After I came to terms with the car wreaths, I saw a car with antlers. No other holiday adornment, just a pair of plush antlers jutting out above the front doors. They were in pristine condition despite the fact that recently we had a lot of rain and the “blizzard” that dumped 6.5 inches. I wondered if this person ever took them off and laundered them, or if these car antlers are just really well made.

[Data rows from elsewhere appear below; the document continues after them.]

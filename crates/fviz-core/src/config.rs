//! Pipeline configuration.

use crate::models::CarId;
use serde::{Deserialize, Serialize};

/// Which car the camera follows.
#[derive(Debug, Clone, PartialEq, Eq, Serialize, Deserialize)]
#[serde(tag = "policy", rename_all = "snake_case")]
pub enum FocusCarPolicy {
    /// Follow the current leaderboard leader.
    Leader,
    /// Follow a fixed car for the whole session.
    Fixed { car_id: CarId },
}

/// Configuration for the whole telemetry-to-motion pipeline.
#[derive(Debug, Clone, Serialize, Deserialize)]
#[serde(default)]
pub struct PipelineConfig {
    /// Animation clock rate, frames per second.
    pub target_fps: u32,
    /// Largest positional delta allowed between consecutive frames, meters.
    pub max_position_jump_m: f64,
    /// Largest telemetry gap interpolated across, seconds.
    pub max_trajectory_gap_s: f64,
    /// Cars with fewer usable samples are excluded.
    pub min_samples_per_car: usize,
    /// Clamp bounds for the estimated track width, meters.
    pub track_width_min_m: f64,
    pub track_width_max_m: f64,
    /// Hard ceiling for plausible car speed, m/s.
    pub max_plausible_speed_mps: f64,
    /// Allowed fractional deviation of interpolated motion from sampled speed.
    pub speed_tolerance_frac: f64,
    /// Arc-length buckets used for centerline fitting.
    pub centerline_buckets: usize,
    /// Low-pass factor for heading smoothing, 0 = frozen, 1 = raw tangent.
    pub heading_smoothing: f64,
    /// Below this speed the heading is held to avoid jitter, m/s.
    pub min_heading_speed_mps: f64,
    pub focus_car_policy: FocusCarPolicy,
    /// Camera path scale toward the track centroid.
    pub camera_scale: f64,
    pub camera_height_m: f64,
    /// Distance the camera keeps from the focus car, meters.
    pub camera_range_m: f64,
}

impl Default for PipelineConfig {
    fn default() -> Self {
        Self {
            target_fps: 60,
            max_position_jump_m: 15.0,
            max_trajectory_gap_s: 2.5,
            min_samples_per_car: 10,
            track_width_min_m: 8.0,
            track_width_max_m: 22.0,
            max_plausible_speed_mps: 110.0,
            speed_tolerance_frac: 0.25,
            centerline_buckets: 600,
            heading_smoothing: 0.35,
            min_heading_speed_mps: 1.0,
            focus_car_policy: FocusCarPolicy::Leader,
            camera_scale: 0.8,
            camera_height_m: 50.0,
            camera_range_m: 80.0,
        }
    }
}

#[cfg(test)]
mod tests {
    use super::*;

    #[test]
    fn default_round_trips_through_json() {
        let config = PipelineConfig::default();
        let json = serde_json::to_string(&config).unwrap();
        let back: PipelineConfig = serde_json::from_str(&json).unwrap();
        assert_eq!(back.target_fps, config.target_fps);
        assert_eq!(back.focus_car_policy, FocusCarPolicy::Leader);
    }

    #[test]
    fn partial_config_falls_back_to_defaults() {
        let config: PipelineConfig =
            serde_json::from_str(r#"{"target_fps": 30, "focus_car_policy": {"policy": "fixed", "car_id": "VER"}}"#)
                .unwrap();
        assert_eq!(config.target_fps, 30);
        assert_eq!(config.min_samples_per_car, 10);
        assert_eq!(
            config.focus_car_policy,
            FocusCarPolicy::Fixed { car_id: CarId::new("VER") }
        );
    }
}
//! Session providers: where raw sessions come from.

use crate::raw::RawSession;
use async_trait::async_trait;
use fviz_core::IngestionError;
use std::path::PathBuf;
use std::time::Duration;

/// An upstream source of raw session data.
#[async_trait]
pub trait SessionProvider: Send + Sync {
    async fn fetch(&self, session_id: &str) -> Result<RawSession, IngestionError>;
}

/// Reads sessions from a local archive: one JSON document per session
/// under the data directory.
pub struct ArchiveProvider {
    data_dir: PathBuf,
}

impl ArchiveProvider {
    pub fn new(data_dir: impl Into<PathBuf>) -> Self {
        Self {
            data_dir: data_dir.into(),
        }
    }

    fn session_path(&self, session_id: &str) -> PathBuf {
        self.data_dir.join(format!("{session_id}.json"))
    }
}

#[async_trait]
impl SessionProvider for ArchiveProvider {
    async fn fetch(&self, session_id: &str) -> Result<RawSession, IngestionError> {
        let path = self.session_path(session_id);
        tracing::debug!(path = %path.display(), "reading session archive");
        let bytes = tokio::fs::read(&path)
            .await
            .map_err(|e| IngestionError::Unreachable(format!("{}: {e}", path.display())))?;
        serde_json::from_slice(&bytes)
            .map_err(|e| IngestionError::Malformed(format!("{}: {e}", path.display())))
    }
}

/// Fetches sessions over HTTP from the structured feed.
pub struct HttpProvider {
    client: reqwest::Client,
    base_url: String,
}

impl HttpProvider {
    pub fn new(base_url: impl Into<String>) -> Result<Self, IngestionError> {
        let client = reqwest::Client::builder()
            .timeout(Duration::from_secs(30))
            .build()
            .map_err(|e| IngestionError::Unreachable(e.to_string()))?;
        Ok(Self {
            client,
            base_url: base_url.into(),
        })
    }
}

#[async_trait]
impl SessionProvider for HttpProvider {
    async fn fetch(&self, session_id: &str) -> Result<RawSession, IngestionError> {
        let url = format!("{}/sessions/{}", self.base_url, session_id);
        tracing::debug!(%url, "fetching session");
        let response = self
            .client
            .get(&url)
            .send()
            .await
            .map_err(|e| IngestionError::Unreachable(format!("{url}: {e}")))?;
        if !response.status().is_success() {
            return Err(IngestionError::Unreachable(format!(
                "{url}: HTTP {}",
                response.status()
            )));
        }
        response
            .json()
            .await
            .map_err(|e| IngestionError::Malformed(format!("{url}: {e}")))
    }
}

#[cfg(test)]
mod tests {
    use super::*;

    #[tokio::test]
    async fn missing_archive_is_unreachable() {
        let provider = ArchiveProvider::new("/nonexistent/dir");
        let err = provider.fetch("2025-monza-q").await.unwrap_err();
        assert!(matches!(err, IngestionError::Unreachable(_)));
    }

    #[tokio::test]
    async fn malformed_archive_is_reported() {
        let dir = tempfile::tempdir().unwrap();
        let path = dir.path().join("bad.json");
        tokio::fs::write(&path, b"{not json").await.unwrap();
        let provider = ArchiveProvider::new(dir.path());
        let err = provider.fetch("bad").await.unwrap_err();
        assert!(matches!(err, IngestionError::Malformed(_)));
    }
}
//! Charts module - Chart rendering

mod plotter;
mod renderer;
mod series;

pub use plotter::{pie_slice_polygons, ChartPlotter, PALETTE};
pub use renderer::{ChartKind, RenderError, StaticChartRenderer};
pub use series::ChartData;
//! Narrative insights shown on the Insights tab.

use crate::stats::aggregator::AggregateResult;
use crate::stats::format;

pub const POLICY_RECOMMENDATIONS: [&str; 4] = [
    "Target household-level awareness programs",
    "Subsidize cold storage for high-loss categories",
    "Incentivize redistribution of edible surplus",
    "Monitor per-capita waste, not just total waste",
];

/// Key findings derived from the current aggregates.
#[derive(Debug, Clone, PartialEq)]
pub struct Insights {
    pub top_country: String,
    pub top_category: String,
    pub household_share: String,
}

impl Insights {
    pub fn from_aggregates(agg: &AggregateResult) -> Self {
        Self {
            top_country: agg.top_waste_country_label().to_string(),
            top_category: agg.top_loss_category_label().to_string(),
            household_share: format::percentage(agg.avg_household),
        }
    }

    /// Findings as (emphasised subject, remainder of sentence).
    pub fn key_findings(&self) -> Vec<(String, String)> {
        vec![
            (
                self.top_country.clone(),
                " generates the highest total food waste".to_string(),
            ),
            (
                self.top_category.clone(),
                " causes the highest economic loss".to_string(),
            ),
            (
                "Household waste".to_string(),
                format!(" contributes ~{} of total waste", self.household_share),
            ),
            (
                "Monthly waste estimates".to_string(),
                " indicate consistent, non-seasonal losses".to_string(),
            ),
        ]
    }

    /// Plain-text rendering used for export.
    pub fn to_markdown(&self) -> String {
        let mut out = String::from("**Key Findings**\n");
        for (subject, rest) in self.key_findings() {
            out.push_str(&format!("- **{subject}**{rest}\n"));
        }
        out.push_str("\n**Policy Recommendations**\n");
        for rec in POLICY_RECOMMENDATIONS {
            out.push_str(&format!("- {rec}\n"));
        }
        out
    }
}
//! Dashboard configuration, read from an optional JSON file.

use serde::{Deserialize, Serialize};
use std::fs;
use std::path::{Path, PathBuf};
use thiserror::Error;

/// File looked up in the working directory at startup.
pub const CONFIG_FILE: &str = "food_waste_dashboard.json";

pub const DEFAULT_DATASET: &str = "cleaned_global_food_wastage_dataseta.csv";

#[derive(Error, Debug)]
pub enum ConfigError {
    #[error("Failed to read config {path}: {source}")]
    Read {
        path: PathBuf,
        source: std::io::Error,
    },
    #[error("Invalid config {path}: {source}")]
    Parse {
        path: PathBuf,
        source: serde_json::Error,
    },
    #[error("Invalid config {path}: export size must be non-zero, got {width}x{height}")]
    ExportSize {
        path: PathBuf,
        width: u32,
        height: u32,
    },
}

#[derive(Debug, Clone, PartialEq, Serialize, Deserialize)]
#[serde(default)]
pub struct DashboardConfig {
    pub dataset_path: PathBuf,
    pub window_size: [f32; 2],
    pub log_level: String,
    pub export_width: u32,
    pub export_height: u32,
}

impl Default for DashboardConfig {
    fn default() -> Self {
        Self {
            dataset_path: PathBuf::from(DEFAULT_DATASET),
            window_size: [1400.0, 800.0],
            log_level: "info".to_string(),
            export_width: 1200,
            export_height: 800,
        }
    }
}

impl DashboardConfig {
    /// Load `path` if it exists, otherwise fall back to defaults.
    pub fn load_or_default(path: impl AsRef<Path>) -> Result<Self, ConfigError> {
        let path = path.as_ref();
        if !path.exists() {
            return Ok(Self::default());
        }
        Self::load(path)
    }

    pub fn load(path: &Path) -> Result<Self, ConfigError> {
        let text = fs::read_to_string(path).map_err(|source| ConfigError::Read {
            path: path.to_path_buf(),
            source,
        })?;
        let config: Self = serde_json::from_str(&text).map_err(|source| ConfigError::Parse {
            path: path.to_path_buf(),
            source,
        })?;

        if config.export_width == 0 || config.export_height == 0 {
            return Err(ConfigError::ExportSize {
                path: path.to_path_buf(),
                width: config.export_width,
                height: config.export_height,
            });
        }
        Ok(config)
    }

    pub fn export_size(&self) -> (u32, u32) {
        (self.export_width, self.export_height)
    }
}

#[cfg(test)]
mod tests {
    use super::*;

    #[test]
    fn missing_file_gives_defaults() {
        let dir = tempfile::tempdir().unwrap();
        let cfg = DashboardConfig::load_or_default(dir.path().join(CONFIG_FILE)).unwrap();
        assert_eq!(cfg, DashboardConfig::default());
        assert_eq!(cfg.dataset_path, PathBuf::from(DEFAULT_DATASET));
    }

    #[test]
    fn partial_file_keeps_other_defaults() {
        let dir = tempfile::tempdir().unwrap();
        let path = dir.path().join(CONFIG_FILE);
        fs::write(&path, r#"{ "dataset_path": "data/waste.csv", "log_level": "debug" }"#).unwrap();

        let cfg = DashboardConfig::load_or_default(&path).unwrap();
        assert_eq!(cfg.dataset_path, PathBuf::from("data/waste.csv"));
        assert_eq!(cfg.log_level, "debug");
        assert_eq!(cfg.export_size(), (1200, 800));
    }

    #[test]
    fn malformed_file_is_an_error() {
        let dir = tempfile::tempdir().unwrap();
        let path = dir.path().join(CONFIG_FILE);
        fs::write(&path, "{ not json").unwrap();

        assert!(matches!(
            DashboardConfig::load_or_default(&path),
            Err(ConfigError::Parse { .. })
        ));
    }

    #[test]
    fn zero_export_size_is_rejected() {
        let dir = tempfile::tempdir().unwrap();
        let path = dir.path().join(CONFIG_FILE);

        fs::write(&path, r#"{ "export_width": 0 }"#).unwrap();
        match DashboardConfig::load(&path) {
            Err(ConfigError::ExportSize { width, height, .. }) => assert_eq!((width, height), (0, 800)),
            other => panic!("expected ExportSize, got {other:?}"),
        }

        fs::write(&path, r#"{ "export_height": 0 }"#).unwrap();
        assert!(matches!(
            DashboardConfig::load_or_default(&path),
            Err(ConfigError::ExportSize { .. })
        ));
    }
}
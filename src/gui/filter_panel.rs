//! Filter Panel Widget
//! Left side panel with the data source, the three multi-select filters and export.

use crate::data::{Dataset, FilterSelection};
use egui::{Color32, RichText, ScrollArea};
use std::collections::BTreeSet;
use std::path::PathBuf;

const LIST_HEIGHT: f32 = 150.0;

/// Left side panel holding the current filter selection.
pub struct FilterPanel {
    pub csv_path: Option<PathBuf>,
    pub countries: Vec<String>,
    pub years: Vec<i64>,
    pub categories: Vec<String>,
    pub selection: FilterSelection,
    pub status: String,
    pub export_enabled: bool,
}

impl Default for FilterPanel {
    fn default() -> Self {
        Self {
            csv_path: None,
            countries: Vec::new(),
            years: Vec::new(),
            categories: Vec::new(),
            selection: FilterSelection::none(),
            status: "Ready".to_string(),
            export_enabled: false,
        }
    }
}

impl FilterPanel {
    pub fn new() -> Self {
        Self::default()
    }

    /// Offer every distinct value of the dataset and select all of them.
    pub fn update_options(&mut self, dataset: &Dataset) {
        self.countries = dataset.countries();
        self.years = dataset.years();
        self.categories = dataset.categories();
        self.selection = FilterSelection::all(dataset);
        self.export_enabled = !dataset.is_empty();
    }

    /// Forget the loaded dataset's options.
    pub fn clear_options(&mut self) {
        self.countries.clear();
        self.years.clear();
        self.categories.clear();
        self.selection = FilterSelection::none();
        self.export_enabled = false;
    }

    pub fn set_status(&mut self, status: impl Into<String>) {
        self.status = status.into();
    }

    /// Draw the filter panel
    pub fn show(&mut self, ui: &mut egui::Ui) -> FilterPanelAction {
        let mut action = FilterPanelAction::None;

        // Title
        ui.vertical_centered(|ui| {
            ui.add_space(5.0);
            ui.label(
                RichText::new("🍽 Food Waste Analytics")
                    .size(20.0)
                    .color(Color32::from_rgb(100, 149, 237)),
            );
        });
        ui.add_space(10.0);
        ui.separator();
        ui.add_space(5.0);

        // ===== Data Source =====
        ui.label(RichText::new("📁 Data Source").size(14.0).strong());
        ui.add_space(5.0);

        egui::Frame::none()
            .fill(ui.visuals().widgets.noninteractive.bg_fill)
            .rounding(5.0)
            .inner_margin(8.0)
            .show(ui, |ui| {
                ui.horizontal(|ui| {
                    let path_text = self
                        .csv_path
                        .as_ref()
                        .and_then(|p| p.file_name())
                        .map(|n| n.to_string_lossy().to_string())
                        .unwrap_or_else(|| "No file selected".to_string());

                    ui.label(RichText::new(&path_text).size(12.0).color(
                        if self.csv_path.is_some() {
                            ui.visuals().text_color()
                        } else {
                            Color32::GRAY
                        },
                    ));

                    ui.with_layout(egui::Layout::right_to_left(egui::Align::Center), |ui| {
                        if ui.button("📂 Browse").clicked() {
                            action = FilterPanelAction::BrowseCsv;
                        }
                    });
                });
            });

        ui.add_space(10.0);
        ui.separator();
        ui.add_space(5.0);

        // ===== Filters =====
        ui.label(RichText::new("Filters").size(14.0).strong());
        ui.add_space(5.0);

        let mut changed = false;
        changed |= multi_select(
            ui,
            "Select Country",
            &self.countries,
            &mut self.selection.countries,
        );
        changed |= multi_select(ui, "Select Year", &self.years, &mut self.selection.years);
        changed |= multi_select(
            ui,
            "Food Category",
            &self.categories,
            &mut self.selection.categories,
        );
        if changed {
            action = FilterPanelAction::SelectionChanged;
        }

        ui.add_space(10.0);
        ui.separator();
        ui.add_space(10.0);

        // ===== Export =====
        ui.vertical_centered(|ui| {
            ui.add_enabled_ui(self.export_enabled, |ui| {
                let button = egui::Button::new(RichText::new("📄 Export Report").size(14.0))
                    .min_size(egui::vec2(180.0, 30.0));
                if ui.add(button).clicked() {
                    action = FilterPanelAction::Export;
                }
            });
        });

        ui.add_space(10.0);

        let status_color = if self.status.contains("Error") {
            Color32::from_rgb(220, 53, 69)
        } else if self.status.contains("Exported") {
            Color32::from_rgb(40, 167, 69)
        } else {
            Color32::GRAY
        };
        ui.label(RichText::new(&self.status).size(11.0).color(status_color));

        action
    }
}

/// Checkbox list with Select All / Clear All. Returns whether the selection changed.
fn multi_select<T>(ui: &mut egui::Ui, title: &str, options: &[T], selected: &mut BTreeSet<T>) -> bool
where
    T: Ord + Clone + ToString,
{
    let mut changed = false;

    ui.horizontal(|ui| {
        ui.label(RichText::new(title).strong());
        ui.label(
            RichText::new(format!("{}/{}", selected.len(), options.len()))
                .size(11.0)
                .color(Color32::GRAY),
        );
    });

    egui::Frame::none()
        .fill(ui.visuals().widgets.noninteractive.bg_fill)
        .rounding(5.0)
        .inner_margin(5.0)
        .show(ui, |ui| {
            ScrollArea::vertical()
                .id_salt(title)
                .max_height(LIST_HEIGHT)
                .show(ui, |ui| {
                    for option in options {
                        let mut checked = selected.contains(option);
                        if ui.checkbox(&mut checked, option.to_string()).changed() {
                            if checked {
                                selected.insert(option.clone());
                            } else {
                                selected.remove(option);
                            }
                            changed = true;
                        }
                    }
                });
        });

    ui.horizontal(|ui| {
        if ui.small_button("Select All").clicked() {
            selected.extend(options.iter().cloned());
            changed = true;
        }
        if ui.small_button("Clear All").clicked() {
            selected.clear();
            changed = true;
        }
    });
    ui.add_space(6.0);

    changed
}

/// Actions triggered by the filter panel
#[derive(Debug, Clone, PartialEq)]
pub enum FilterPanelAction {
    None,
    BrowseCsv,
    SelectionChanged,
    Export,
}
//! KPI display formatting.

use crate::stats::aggregator::{AggregateResult, NOT_AVAILABLE};
use num_format::{Locale, ToFormattedString};

/// Total waste in millions of tons, e.g. `"1.23 M Tons"`.
pub fn total_waste(tons: f64) -> String {
    format!("{:.2} M Tons", tons / 1e6)
}

/// Economic loss with thousands separators, e.g. `"$12,345 M"`.
pub fn economic_loss(million_usd: f64) -> String {
    format!("${} M", (million_usd.round() as i64).to_formatted_string(&Locale::en))
}

pub fn per_capita(kg: Option<f64>) -> String {
    kg.map(|v| format!("{v:.1} Kg"))
        .unwrap_or_else(|| NOT_AVAILABLE.to_string())
}

pub fn percentage(pct: Option<f64>) -> String {
    pct.map(|v| format!("{v:.1}%"))
        .unwrap_or_else(|| NOT_AVAILABLE.to_string())
}

/// The four KPI tiles as (label, value) pairs.
pub fn kpi_tiles(agg: &AggregateResult) -> [(&'static str, String); 4] {
    [
        ("Total Waste", total_waste(agg.total_waste)),
        ("Economic Loss", economic_loss(agg.economic_loss)),
        ("Avg Waste / Capita", per_capita(agg.avg_per_capita)),
        ("Household Waste %", percentage(agg.avg_household)),
    ]
}
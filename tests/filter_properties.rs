//! Property tests for the filter engine and aggregator.

use food_waste_dashboard::data::{filter, Dataset, FilterSelection, Record};
use food_waste_dashboard::stats::Aggregator;
use proptest::prelude::*;
use std::collections::BTreeSet;

const COUNTRIES: [&str; 4] = ["USA", "India", "Chile", "Kenya"];
const CATEGORIES: [&str; 3] = ["Fruit", "Grain", "Dairy"];

fn record() -> impl Strategy<Value = Record> {
    (
        prop::sample::select(&COUNTRIES[..]),
        2018i64..2024,
        prop::sample::select(&CATEGORIES[..]),
        0u32..10_000,
        0u32..1_000,
        0u32..200,
        0u32..=100,
    )
        .prop_map(|(country, year, category, waste, loss, capita, household)| {
            Record::new(
                country,
                year,
                category,
                waste as f64,
                loss as f64,
                capita as f64,
                household as f64,
            )
        })
}

fn dataset() -> impl Strategy<Value = Dataset> {
    prop::collection::vec(record(), 0..40).prop_map(Dataset::new)
}

fn selection() -> impl Strategy<Value = FilterSelection> {
    (
        prop::sample::subsequence(&COUNTRIES[..], 0..=COUNTRIES.len()),
        prop::collection::btree_set(2017i64..2025, 0..6),
        prop::sample::subsequence(&CATEGORIES[..], 0..=CATEGORIES.len()),
    )
        .prop_map(|(countries, years, categories)| FilterSelection::new(countries, years, categories))
}

proptest! {
    #[test]
    fn filtered_view_is_ordered_subsequence_of_matches(ds in dataset(), sel in selection()) {
        let view = filter(&ds, &sel);

        // Every kept record matches all three sets.
        prop_assert!(view.iter().all(|r| sel.matches(r)));

        // Order preserved and nothing matching is dropped.
        let expected: Vec<&Record> = ds.records().iter().filter(|r| sel.matches(r)).collect();
        prop_assert_eq!(view.records(), expected.as_slice());
    }

    #[test]
    fn filtering_is_idempotent(ds in dataset(), sel in selection()) {
        prop_assert_eq!(filter(&ds, &sel), filter(&ds, &sel));
    }

    #[test]
    fn full_selection_returns_dataset(ds in dataset()) {
        let view = filter(&ds, &FilterSelection::all(&ds));
        let all: Vec<&Record> = ds.records().iter().collect();
        prop_assert_eq!(view.records(), all.as_slice());
    }

    #[test]
    fn empty_dimension_empties_view(ds in dataset(), which in 0usize..3) {
        let full = FilterSelection::all(&ds);
        let sel = match which {
            0 => full.with_countries(Vec::<String>::new()),
            1 => full.with_years(Vec::<i64>::new()),
            _ => full.with_categories(Vec::<String>::new()),
        };
        prop_assert!(filter(&ds, &sel).is_empty());
    }

    #[test]
    fn full_selection_total_matches_dataset_sum(ds in dataset()) {
        let agg = Aggregator::compute(&filter(&ds, &FilterSelection::all(&ds)));
        let expected: f64 = ds.records().iter().map(|r| r.total_waste_tons).sum();
        prop_assert_eq!(agg.total_waste, expected);
    }

    #[test]
    fn grouped_sums_partition_totals(ds in dataset(), sel in selection()) {
        let agg = Aggregator::compute(&filter(&ds, &sel));

        // Integer-valued inputs keep these sums exact.
        prop_assert_eq!(agg.by_country.values().sum::<f64>(), agg.total_waste);
        prop_assert_eq!(agg.by_year.values().sum::<f64>(), agg.total_waste);
        prop_assert_eq!(agg.by_category_spend.values().sum::<f64>(), agg.economic_loss);
    }

    #[test]
    fn top_country_holds_maximum_and_smallest_name_on_ties(ds in dataset(), sel in selection()) {
        let agg = Aggregator::compute(&filter(&ds, &sel));
        match &agg.top_waste_country {
            None => prop_assert_eq!(agg.record_count, 0),
            Some(top) => {
                let top_value = agg.by_country[top];
                let leaders: BTreeSet<&String> = agg
                    .by_country
                    .iter()
                    .filter(|(_, v)| **v == top_value)
                    .map(|(k, _)| k)
                    .collect();
                prop_assert!(agg.by_country.values().all(|v| *v <= top_value));
                prop_assert_eq!(leaders.iter().next().copied(), Some(top));
            }
        }
    }

    #[test]
    fn means_are_defined_only_for_non_empty_views(ds in dataset(), sel in selection()) {
        let agg = Aggregator::compute(&filter(&ds, &sel));
        prop_assert_eq!(agg.avg_per_capita.is_some(), agg.record_count > 0);
        prop_assert_eq!(agg.avg_household.is_some(), agg.record_count > 0);
        if let Some(h) = agg.avg_household {
            prop_assert!((-1e-9..=100.0 + 1e-9).contains(&h));
        }
    }
}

If I had to choose between the two, I would have to go antlers every time, for a number of reasons:

  1. They seem more whimsical. You can just see a prankster, that guy in your office who is always joking around and making the day go faster (or slower), finding these antlers in the store where you buy car antlers and saying “eureka! I’ll spread holiday cheer from my car by pretending to be one of eight tiny reindeer—doesn’t matter which!”
  2. I don’t get wreaths. I guess they smell good (?), but we’re never had one that was real, so ours always smelled like plastic. In first grade, one of our assignments (cause I went to an elementary school where it seems all we did were art projects—no this wasn’t an art school) was to make a wreath out of pine-scented garbage bags. Yes, they make pine-scented garbage bags, although I can tell you definitively that in a town of 1200 people and about 4 stores, it’s a real pain in the ass to find them. One girl either waited too long, or just couldn’t find pine, so she would up with cranberry, which was a lovely magenta color. At first I felt really bad for her because she was the odd one, but then I looked at my dull, green garbage collection that smelled more like a cleaner than a tree, and I got jealous. What a waste of garbage bags.
  3. There really is no third reason, I just don’t get wreaths.

After I accepted the car-wreath and car-antler phenomenon, I felt like there was nothing New Englanders could put on their cars that would make me turn and look. Then I was driving home from work one night over the Claiborne-Pell bridge, and an SUV drove by me completely coated in blinking Christmas lights. This was alarming, to say the least. The SUV looked like a giant ball of light shooting over the top of the bridge. It was after dark by this point, so the bridge was also lit up, and since I couldn’t look away from this monstrosity of holiday cheer, I got little light trails blinking behind my retinas making this a very unsafe endeavor.

This guy (I’m assuming it was a guy, cause I couldn’t see) must have plugged like 10 strings of lights into his cigarette lighter somehow and then driven around with the windows down (?) This is only speculation, because it was so bright that even looking straight at it, all I could see was *BRIGHT*.

Maybe I’m a Grinch or a Scrooge or a girl who has been hurt by Christmas decorations in the past—but the lights are too much. They did not make me say “oh how fun, and/or quaint”, they made me say “I really hope he gets pulled over.” Yeah, I really hope he did.